### [Aim of the task]
Your answer should be each line of the entries that contains the word "ProfitFloorMode", copied in full.
── Exercise data
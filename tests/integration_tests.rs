use storefront_planner::config::{PlannerConfig, ProfitFloorMode};
use storefront_planner::optimizer::{BranchAndBound, SolveStatus};
use storefront_planner::{PlanError, plan};

const NEIGHBORHOODS: &str = r#"{
    "Midtown": {"lat_min": 40.750, "lat_max": 40.765, "lon_min": -73.995, "lon_max": -73.975, "rent": 292.0},
    "Chelsea": {"lat_min": 40.735, "lat_max": 40.749, "lon_min": -74.010, "lon_max": -73.990, "rent": 146.0}
}"#;

const TRAFFIC: &str = "\
OBJECTID,the_geom,Loc,Borough,May07_AM,May07_MD,May07_PM,Oct07_AM,Oct07_MD,Oct07_PM
1,POINT (-73.985 40.755),1,Manhattan,3000,4000,3500,3100,3900,3600
2,POINT (-73.980 40.760),2,Manhattan,2000,2500,2200,2100,,2300
3,POINT (-74.000 40.740),3,Manhattan,1500,1800,1600,1400,1700,1500
4,POINT (-74.005 40.745),4,Manhattan,200,250,150,180,260,170
5,POINT (-73.900 40.800),5,Bronx,5000,5000,5000,5000,5000,5000
6,POINT (-73.990 40.752),6,Manhattan,900,1100,1000,950,1050,1000
7,POINT (broken),7,Manhattan,1,1,1,1,1,1
";

#[test]
fn test_full_pipeline() {
    let config = PlannerConfig {
        outlier_lower: 0.0,
        outlier_upper: 1.0,
        ..PlannerConfig::default()
    };

    let report = plan(TRAFFIC.as_bytes(), NEIGHBORHOODS, &config, BranchAndBound::default())
        .expect("pipeline should succeed");

    let optimization = &report.optimization;
    assert_eq!(optimization.candidate_day, "May07");
    assert_eq!(optimization.status, SolveStatus::Optimal);
    assert_eq!(optimization.considered, 5);

    // Row 7 fails to parse; site 5 has no rent but is still listed.
    assert_eq!(report.sites.len(), 6);
    let bronx = report.sites.iter().find(|s| s.site_id.as_str() == "5").unwrap();
    assert_eq!(bronx.rent_per_unit_area, None);
    assert!(!bronx.in_candidate_set);

    let ids: Vec<&str> = optimization.results.iter().map(|r| r.site_id.as_str()).collect();
    assert_eq!(ids, vec!["1", "2", "3"]);
    // Site 6 clears its Midtown rent by only $20/day and is dropped by the $500 floor.
    assert_eq!(optimization.below_floor, 1);
    assert_eq!(optimization.results[0].daily_profit, 3020.0);

    for pair in optimization.results.windows(2) {
        assert!(pair[0].daily_profit >= pair[1].daily_profit);
    }
    for site in &optimization.results {
        assert!(site.operating_periods.len() >= 2);
        assert!(site.daily_profit >= 500.0);
    }
}

#[test]
fn test_candidate_day_selects_counts() {
    let config = PlannerConfig {
        candidate_day: Some("Oct07".to_string()),
        outlier_lower: 0.0,
        outlier_upper: 1.0,
        ..PlannerConfig::default()
    };

    let report = plan(TRAFFIC.as_bytes(), NEIGHBORHOODS, &config, BranchAndBound::default()).unwrap();

    // Site 2 has no MD count on Oct07, so it cannot be profiled for that day.
    assert_eq!(report.optimization.considered, 4);
    assert!(report.optimization.results.iter().all(|r| r.site_id.as_str() != "2"));
}

#[test]
fn test_runs_are_deterministic() {
    let config = PlannerConfig::default();

    let first = plan(TRAFFIC.as_bytes(), NEIGHBORHOODS, &config, BranchAndBound::default()).unwrap();
    let second = plan(TRAFFIC.as_bytes(), NEIGHBORHOODS, &config, BranchAndBound::default()).unwrap();

    assert_eq!(first.optimization.results, second.optimization.results);
    assert_eq!(first.sites, second.sites);
}

#[test]
fn test_floor_constraint_can_make_the_model_infeasible() {
    let mut config = PlannerConfig {
        outlier_lower: 0.0,
        outlier_upper: 1.0,
        ..PlannerConfig::default()
    };
    config.economics.profit_floor.mode = ProfitFloorMode::Constraint;
    config.economics.profit_floor.threshold = 1_000_000.0;

    let report = plan(TRAFFIC.as_bytes(), NEIGHBORHOODS, &config, BranchAndBound::default()).unwrap();

    assert_eq!(report.optimization.status, SolveStatus::Infeasible);
    assert!(report.optimization.results.is_empty());
}

#[test]
fn test_no_rented_sites_is_a_caller_error() {
    let neighborhoods = r#"{"Nowhere": {"lat_min": 0.0, "lat_max": 0.1, "lon_min": 0.0, "lon_max": 0.1, "rent": 10.0}}"#;

    let err = plan(TRAFFIC.as_bytes(), neighborhoods, &PlannerConfig::default(), BranchAndBound::default())
        .unwrap_err();

    assert!(matches!(err, PlanError::NoCandidates));
}

#[test]
fn test_unknown_day_is_a_caller_error() {
    let config = PlannerConfig {
        candidate_day: Some("Jan01".to_string()),
        ..PlannerConfig::default()
    };

    let err = plan(TRAFFIC.as_bytes(), NEIGHBORHOODS, &config, BranchAndBound::default()).unwrap_err();
    assert!(matches!(err, PlanError::UnknownDay(_)));
}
────
### [Problem solution]
use storefront_planner::config::{PlannerConfig, ProfitFloorMode};
    config.economics.profit_floor.mode = ProfitFloorMode::Constraint;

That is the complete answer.